Theatre at its very best not only entertains but offers a window into worlds outside your own experiences in exactly the way this lively ensemble piece does.

Inua Ellams travelled the world picking up stories from barber shops where black men traditionally gather to have their hair cut as well as taking the opportunity to banter, talk, debate and to without really knowing they are doing it be honest about how they really feel.

The 12 strong cast move the set around taking us on a journey from a South London barber shop to Lagos, Harare and Johannesburg, Kampala and Accra where cutters and customers are all following the Champions League final in different time zones. Inua subtly shows that despite the vast geographical and economic difference between the shop they are all a haven for men with the same fears and dreams.

Bijan Sheibani’s percussive direction links the stories of the customers who pop in for cut or a fade. So the drunken victim of Apartheid and poverty, who was paid by white South Africans so they could racially abuse him to his face, is linked to the London shop as are the Nigerians struggling to make a few bob.

The focus of the narrative is the raucous London shop where customers like larger than life ‘bad boy’  – a brilliant comedic performance with an edge by Demmy Ladipo – entertain the customers with tall tales, and a hard up local pensioner gets a free haircut as a mark of respect. The banter also reveals some tension between a Jamaican barber – a lovely performance from Emmerdale’s Micah Balfour - and the African clientele.

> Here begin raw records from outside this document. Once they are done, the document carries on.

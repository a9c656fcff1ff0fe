//! Command-line interface entry point for `Gradeplan`

mod args;
mod commands;

use args::{Cli, Command};
use clap::Parser;
use gradeplan::config::Config;
use gradeplan::info;
use gradeplan::logger::{enable_debug, enable_verbose, init_file_logging, set_level, Level};
use gradeplan::store::{CourseDraft, CoursePatch, CourseStore};

fn main() {
    let args = Cli::parse();

    // Load configuration once at startup and apply CLI overrides to it
    let mut config = Config::load();
    let defaults = Config::from_defaults();
    config.apply_overrides(&args.to_config_overrides());

    // Determine effective runtime log level: CLI flag overrides config; otherwise use config logging.level; fallback warn
    let effective_level = args
        .log_level
        .map(std::convert::Into::into)
        .or_else(|| parse_level(&config.logging.level))
        .unwrap_or(Level::Warn);

    let mut level = effective_level;
    if args.debug_flag || level == Level::Debug {
        level = Level::Debug;
        enable_debug();
    }

    // Verbose: enable if CLI flag OR config has verbose=true
    let verbose = args.verbose || config.logging.verbose;
    if verbose {
        enable_verbose();
    }
    set_level(level);

    // Initialize file logging: CLI flag wins, otherwise use config logging.file if set
    let config_log_path: Option<std::path::PathBuf> = if config.logging.file.is_empty() {
        None
    } else {
        Some(std::path::PathBuf::from(&config.logging.file))
    };

    if let Some(log_path) = args.log_file.as_ref().or(config_log_path.as_ref()) {
        let display_path = log_path.to_string_lossy();
        if init_file_logging(log_path) {
            if verbose {
                eprintln!("✓ File logging initialized at: {display_path}");
            } else {
                info!("File logging initialized at: {display_path}");
            }
        } else {
            eprintln!("✗ Failed to initialize file logging at: {display_path}");
        }
    }

    // Handle subcommands
    match args.command {
        Command::Config { subcommand } => {
            commands::config::run(subcommand, &mut config, &defaults);
        }
        Command::Add {
            name,
            credits,
            grade,
            term,
            status,
        } => {
            let draft = CourseDraft {
                name,
                credit_hours: credits,
                grade,
                term,
                status: status.into(),
            };
            let mut store = open_store(&config);
            commands::course::add(&mut store, draft, verbose);
        }
        Command::Update {
            id,
            name,
            credits,
            grade,
            clear_grade,
            term,
            status,
        } => {
            let patch = CoursePatch {
                name,
                credit_hours: credits,
                grade: if clear_grade {
                    Some(None)
                } else {
                    grade.map(Some)
                },
                term,
                status: status.map(std::convert::Into::into),
            };
            let mut store = open_store(&config);
            commands::course::update(&mut store, id, &patch);
        }
        Command::Remove { id } => {
            let mut store = open_store(&config);
            commands::course::remove(&mut store, id);
        }
        Command::List => {
            commands::course::list(&open_store(&config));
        }
        Command::Index => {
            commands::index::run(&open_store(&config), verbose);
        }
        Command::Report { output, format } => {
            commands::report::run(&open_store(&config), output.as_deref(), &format, &config);
        }
    }
}

/// Open the course store at the configured snapshot path
fn open_store(config: &Config) -> CourseStore {
    CourseStore::open(config.course_snapshot_path())
}

fn parse_level(val: &str) -> Option<Level> {
    match val.to_ascii_lowercase().as_str() {
        "error" => Some(Level::Error),
        "warn" => Some(Level::Warn),
        "info" => Some(Level::Info),
        "debug" => Some(Level::Debug),
        _ => None,
    }
}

The real tension is between Sam, who believes his father has been robbed of his share in the shop, and older barber Emmanuel who is hiding not one but two secrets. Mohammed Mansaray is a wonderfully tight ball of suppressed rage as Samuel and older hand Anthony Ofoegbu brings a quiet dignity to a man on the edge.

All the cast switch parts and locations effortlessly and there is a sense as the cast members sit round the stage of how deeply personal this work is. It shows in committed performances managing the big gear changes between a Nigerian customer doing a comedy runner to a proud man feeling the freedom in a shop to recall how his father beat him mercilessly.

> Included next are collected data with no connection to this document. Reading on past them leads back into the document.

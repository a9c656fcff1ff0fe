//! Configuration module for `Gradeplan`

use serde::{Deserialize, Serialize};
use std::fmt;
use std::fs;
use std::path::PathBuf;

/// Default CLI configuration loaded based on build profile.
/// Uses release defaults in release mode, debug defaults in debug mode.
#[cfg(not(debug_assertions))]
const CONFIG_DEFAULTS: &str = include_str!("../assets/DefaultCLIConfigRelease.toml");

#[cfg(debug_assertions)]
const CONFIG_DEFAULTS: &str = include_str!("../assets/DefaultCLIConfigDebug.toml");

#[cfg(not(debug_assertions))]
const CONFIG_FILE_NAME: &str = "config.toml";

#[cfg(debug_assertions)]
const CONFIG_FILE_NAME: &str = "dconfig.toml";

/// Logging configuration
#[derive(Debug, Clone, Default, Serialize, Deserialize)]
pub struct LoggingConfig {
    /// Log level (error, warn, info, debug)
    #[serde(default)]
    pub level: String,
    /// Log file path
    #[serde(default)]
    pub file: String,
    /// Enable verbose output
    #[serde(default)]
    pub verbose: bool,
}

/// Paths configuration
#[derive(Debug, Clone, Default, Serialize, Deserialize)]
pub struct PathsConfig {
    /// Directory holding the course snapshot file
    #[serde(default)]
    pub data_dir: String,
    /// Directory for generated report files
    #[serde(default)]
    pub reports_dir: String,
}

/// Main configuration structure
#[derive(Debug, Clone, Default, Serialize, Deserialize)]
pub struct Config {
    /// Logging settings
    pub logging: LoggingConfig,
    /// Path settings
    #[serde(default)]
    pub paths: PathsConfig,
}

/// Optional CLI overrides for configuration values
#[derive(Debug, Clone, Default)]
pub struct ConfigOverrides {
    /// Override logging level
    pub level: Option<String>,
    /// Override log file path
    pub file: Option<String>,
    /// Override verbose flag
    pub verbose: Option<bool>,
    /// Override course data directory
    pub data_dir: Option<String>,
    /// Override reports output directory
    pub reports_dir: Option<String>,
}

impl Config {
    /// Get the `$GRADEPLAN` directory path
    ///
    /// Returns:
    /// - Linux: `~/.config/gradeplan`
    /// - macOS: `~/Library/Application Support/gradeplan`
    /// - Windows: `%APPDATA%\gradeplan`
    #[must_use]
    pub fn get_gradeplan_dir() -> PathBuf {
        dirs::config_dir()
            .unwrap_or_else(|| PathBuf::from("."))
            .join("gradeplan")
    }

    /// Merge missing fields from defaults into this config
    ///
    /// Used when loading configuration so that newly added configuration
    /// fields are populated with their default values. Only fields that are
    /// empty in the current config and non-empty in defaults are updated.
    ///
    /// # Returns
    ///
    /// `true` if any fields were added/changed, `false` otherwise
    pub fn merge_defaults(&mut self, defaults: &Self) -> bool {
        let mut changed = false;

        if self.logging.level.is_empty() && !defaults.logging.level.is_empty() {
            self.logging.level.clone_from(&defaults.logging.level);
            changed = true;
        }
        if self.logging.file.is_empty() && !defaults.logging.file.is_empty() {
            self.logging.file.clone_from(&defaults.logging.file);
            changed = true;
        }

        if self.paths.data_dir.is_empty() && !defaults.paths.data_dir.is_empty() {
            self.paths.data_dir.clone_from(&defaults.paths.data_dir);
            changed = true;
        }
        if self.paths.reports_dir.is_empty() && !defaults.paths.reports_dir.is_empty() {
            self.paths
                .reports_dir
                .clone_from(&defaults.paths.reports_dir);
            changed = true;
        }

        changed
    }

    /// Apply CLI-provided overrides onto the loaded configuration
    ///
    /// This allows command-line arguments to override configuration file
    /// values without modifying the persistent configuration file. Only
    /// non-`None` values in the overrides struct will replace config values.
    ///
    /// # Arguments
    ///
    /// * `overrides` - A `ConfigOverrides` struct with optional override values
    pub fn apply_overrides(&mut self, overrides: &ConfigOverrides) {
        if let Some(level) = &overrides.level {
            self.logging.level.clone_from(level);
        }
        if let Some(file) = &overrides.file {
            self.logging.file.clone_from(file);
        }
        if let Some(verbose) = overrides.verbose {
            self.logging.verbose = verbose;
        }

        if let Some(data_dir) = &overrides.data_dir {
            self.paths.data_dir.clone_from(data_dir);
        }
        if let Some(reports_dir) = &overrides.reports_dir {
            self.paths.reports_dir.clone_from(reports_dir);
        }
    }

    /// Get the user config file path
    ///
    /// Returns the full path to the configuration file:
    /// - `config.toml` for release builds
    /// - `dconfig.toml` for debug builds (allows separate debug config)
    ///
    /// The file is located in the directory returned by [`get_gradeplan_dir`].
    ///
    /// [`get_gradeplan_dir`]: Self::get_gradeplan_dir
    #[must_use]
    pub fn get_config_file_path() -> PathBuf {
        Self::get_gradeplan_dir().join(CONFIG_FILE_NAME)
    }

    /// Full path of the course snapshot file derived from `paths.data_dir`
    #[must_use]
    pub fn course_snapshot_path(&self) -> PathBuf {
        PathBuf::from(&self.paths.data_dir).join(crate::core::store::SNAPSHOT_FILE_NAME)
    }

    /// Expand `$GRADEPLAN` variable in a string
    ///
    /// Replaces occurrences of `$GRADEPLAN` with the actual gradeplan
    /// directory path, so configuration values can reference the config
    /// directory dynamically.
    #[must_use]
    fn expand_variables(value: &str) -> String {
        if value.contains("$GRADEPLAN") {
            let gradeplan_dir = Self::get_gradeplan_dir();
            value.replace("$GRADEPLAN", gradeplan_dir.to_str().unwrap_or("."))
        } else {
            value.to_string()
        }
    }

    /// Initialize config from a TOML string
    ///
    /// Parses a TOML configuration string and expands any `$GRADEPLAN`
    /// variables in the values. Missing fields will use their serde defaults
    /// (typically empty strings or false).
    ///
    /// # Errors
    ///
    /// Returns an error if the TOML cannot be parsed or doesn't match the
    /// expected schema
    pub fn from_toml(toml_str: &str) -> Result<Self, toml::de::Error> {
        let mut config: Self = toml::from_str(toml_str)?;

        // Expand variables in config values
        config.logging.file = Self::expand_variables(&config.logging.file);
        config.paths.data_dir = Self::expand_variables(&config.paths.data_dir);
        config.paths.reports_dir = Self::expand_variables(&config.paths.reports_dir);

        Ok(config)
    }

    /// Load configuration from embedded defaults
    ///
    /// Loads the compiled-in default configuration that is bundled with the
    /// binary. The defaults differ between debug and release builds.
    ///
    /// # Panics
    /// Panics if the embedded default configuration is invalid TOML. This
    /// should never happen in practice since the defaults are compiled into
    /// the binary.
    #[must_use]
    pub fn from_defaults() -> Self {
        Self::from_toml(CONFIG_DEFAULTS).expect("Failed to parse compiled-in default configuration")
    }

    /// Load configuration from file, or create from defaults if not found
    ///
    /// - If the config file exists: loads it, merges missing fields from
    ///   defaults, saves the updated config.
    /// - If it doesn't exist (first run): creates the config directory,
    ///   loads defaults, saves them to file.
    ///
    /// Falls back to defaults if any error occurs during loading.
    #[must_use]
    pub fn load() -> Self {
        let config_file = Self::get_config_file_path();
        let defaults = Self::from_defaults();

        if config_file.exists() {
            if let Ok(content) = fs::read_to_string(&config_file) {
                if let Ok(mut config) = Self::from_toml(&content) {
                    // Merge any missing fields from defaults
                    if config.merge_defaults(&defaults) {
                        // Save the updated config with new fields
                        let _ = config.save();
                    }
                    return config;
                }
            }
        } else {
            // First run: create directory and config file from defaults
            if let Some(parent) = config_file.parent() {
                let _ = fs::create_dir_all(parent);
            }

            let _ = defaults.save();

            return defaults;
        }

        defaults
    }

    /// Save configuration to file
    ///
    /// Serializes the current configuration to TOML format and writes it to
    /// the platform-specific config file, creating the config directory when
    /// needed.
    ///
    /// # Errors
    /// Returns an error if:
    /// - The config cannot be serialized to TOML (shouldn't happen)
    /// - The config directory cannot be created
    /// - The file cannot be written (permissions, disk full, etc.)
    pub fn save(&self) -> Result<(), Box<dyn std::error::Error>> {
        let config_file = Self::get_config_file_path();
        if let Some(parent) = config_file.parent() {
            fs::create_dir_all(parent)?;
        }
        let toml_str = toml::to_string_pretty(self)?;
        fs::write(&config_file, toml_str)?;
        Ok(())
    }

    /// Get a configuration value by key
    ///
    /// Supported keys:
    /// - `level`: Logging level ("debug", "info", "warn", "error")
    /// - `file`: Log file path
    /// - `verbose`: Verbose logging boolean
    /// - `data_dir`: Course data directory path
    /// - `reports_dir`: Reports output directory path
    ///
    /// # Returns
    /// - `Some(String)`: The configuration value as a string
    /// - `None`: If the key is not recognized
    #[must_use]
    pub fn get(&self, key: &str) -> Option<String> {
        match key {
            "level" => Some(self.logging.level.clone()),
            "file" => Some(self.logging.file.clone()),
            "verbose" => Some(self.logging.verbose.to_string()),
            "data_dir" | "data-dir" => Some(self.paths.data_dir.clone()),
            "reports_dir" | "reports-dir" => Some(self.paths.reports_dir.clone()),
            _ => None,
        }
    }

    /// Set a configuration value by key
    ///
    /// Updates the in-memory config; call [`save()`](Config::save) to
    /// persist changes.
    ///
    /// # Errors
    /// Returns an error if:
    /// - The key is not recognized
    /// - The value cannot be parsed (e.g., "maybe" for the verbose boolean)
    pub fn set(&mut self, key: &str, value: &str) -> Result<(), String> {
        match key {
            "level" => self.logging.level = value.to_string(),
            "file" => self.logging.file = value.to_string(),
            "verbose" => {
                self.logging.verbose = value
                    .parse::<bool>()
                    .map_err(|_| format!("Invalid boolean value for 'verbose': '{value}'"))?;
            }
            "data_dir" | "data-dir" => self.paths.data_dir = value.to_string(),
            "reports_dir" | "reports-dir" => self.paths.reports_dir = value.to_string(),
            _ => return Err(format!("Unknown config key: '{key}'")),
        }
        Ok(())
    }

    /// Unset a configuration value by key (reset to default)
    ///
    /// The default value is taken from the provided defaults config
    /// (typically [`from_defaults()`](Config::from_defaults)). Updates the
    /// in-memory config; call [`save()`](Config::save) to persist changes.
    ///
    /// # Errors
    /// Returns an error if the key is not recognized.
    pub fn unset(&mut self, key: &str, defaults: &Self) -> Result<(), String> {
        match key {
            "level" => self.logging.level.clone_from(&defaults.logging.level),
            "file" => self.logging.file.clone_from(&defaults.logging.file),
            "verbose" => self.logging.verbose = defaults.logging.verbose,
            "data_dir" | "data-dir" => {
                self.paths.data_dir.clone_from(&defaults.paths.data_dir);
            }
            "reports_dir" | "reports-dir" => self
                .paths
                .reports_dir
                .clone_from(&defaults.paths.reports_dir),
            _ => return Err(format!("Unknown config key: '{key}'")),
        }
        Ok(())
    }

    /// Reset all configuration to defaults
    ///
    /// Deletes the configuration file, causing the next
    /// [`load()`](Config::load) call to recreate it from defaults. If the
    /// config file doesn't exist, this method succeeds without doing
    /// anything.
    ///
    /// # Errors
    /// Returns an error if the config file exists but cannot be deleted
    /// (permissions, file locked, etc.)
    pub fn reset() -> Result<(), std::io::Error> {
        let config_file = Self::get_config_file_path();
        if config_file.exists() {
            fs::remove_file(config_file)?;
        }
        Ok(())
    }
}

impl fmt::Display for Config {
    fn fmt(&self, f: &mut fmt::Formatter<'_>) -> fmt::Result {
        writeln!(f, "[logging]")?;
        writeln!(f, "  level = \"{}\"", self.logging.level)?;
        writeln!(f, "  file = \"{}\"", self.logging.file)?;
        writeln!(f, "  verbose = {}", self.logging.verbose)?;

        writeln!(f, "\n[paths]")?;
        writeln!(f, "  data_dir = \"{}\"", self.paths.data_dir)?;
        writeln!(f, "  reports_dir = \"{}\"", self.paths.reports_dir)?;

        Ok(())
    }
}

I first saw this show when it had its world premiere here, before heading off on a global tour and a run at the National Theatre, and this time there was a chance to examine how cleverly Ellams unpicks black masculinity through the barber’s chairs. Even better my fifteen-year-old daughter laughed out loud, and then gasped at some of the stories, as she entered a world she had no idea existed.

Get in early as this show starts with the cast inviting people up for some impromptu dancing to the onstage DJ. The return of this funny and moving production is really timely as our country is so fractured and fearful, we are in real danger of turning on vibrant communities like the barber shop customers and those who make them look good.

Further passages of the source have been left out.